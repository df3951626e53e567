//! Type-erased container for task results.

use std::{any::Any, fmt};

use crate::error::CastError;

/// A container holding a value of arbitrary type produced by a task.
///
/// Because tasks in the same pool can produce results of different types, the
/// engine moves results around as `TaskValue` and lets the submitter recover
/// the concrete type with a checked [`cast`](TaskValue::cast).
///
/// A `TaskValue` uniquely owns its contents: it can be moved but not cloned.
///
/// # Examples
///
/// ```
/// use threadmill::TaskValue;
///
/// let value = TaskValue::new(42u64);
/// assert_eq!(value.cast::<u64>().unwrap(), 42);
/// ```
///
/// Casting to the wrong type fails with an error rather than misbehaving:
///
/// ```
/// use threadmill::TaskValue;
///
/// let value = TaskValue::new(String::from("hello"));
/// assert!(value.cast::<i32>().is_err());
/// ```
pub struct TaskValue {
    value: Box<dyn Any + Send>,
    type_name: &'static str,
}

impl TaskValue {
    /// Box up a concrete value.
    pub fn new<T: Send + 'static>(value: T) -> Self {
        Self {
            value: Box::new(value),
            type_name: std::any::type_name::<T>(),
        }
    }

    /// Check whether the stored value is of type `T`.
    pub fn is<T: 'static>(&self) -> bool {
        self.value.is::<T>()
    }

    /// Take the stored value back out as a `T`.
    ///
    /// Fails with a [`CastError`] if `T` is not the type the value was
    /// constructed with. The mismatch is a programmer error at the call
    /// site, so the error message names both types.
    pub fn cast<T: 'static>(self) -> Result<T, CastError> {
        let stored = self.type_name;

        match self.value.downcast::<T>() {
            Ok(boxed) => Ok(*boxed),
            Err(_) => Err(CastError::new(stored, std::any::type_name::<T>())),
        }
    }
}

impl fmt::Debug for TaskValue {
    fn fmt(&self, f: &mut fmt::Formatter<'_>) -> fmt::Result {
        f.debug_tuple("TaskValue").field(&self.type_name).finish()
    }
}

━━━━━━━━━━━━━━━━━━━━

Beginning with the line in which "the value was" appears, print each remaining line of the listing exactly, the last line included.

◆ Written answer:
    /// Fails with a [`CastError`] if `T` is not the type the value was
    /// constructed with. The mismatch is a programmer error at the call
    /// site, so the error message names both types.
    pub fn cast<T: 'static>(self) -> Result<T, CastError> {
        let stored = self.type_name;

        match self.value.downcast::<T>() {
            Ok(boxed) => Ok(*boxed),
            Err(_) => Err(CastError::new(stored, std::any::type_name::<T>())),
        }
    }
}

impl fmt::Debug for TaskValue {
    fn fmt(&self, f: &mut fmt::Formatter<'_>) -> fmt::Result {
        f.debug_tuple("TaskValue").field(&self.type_name).finish()
    }
}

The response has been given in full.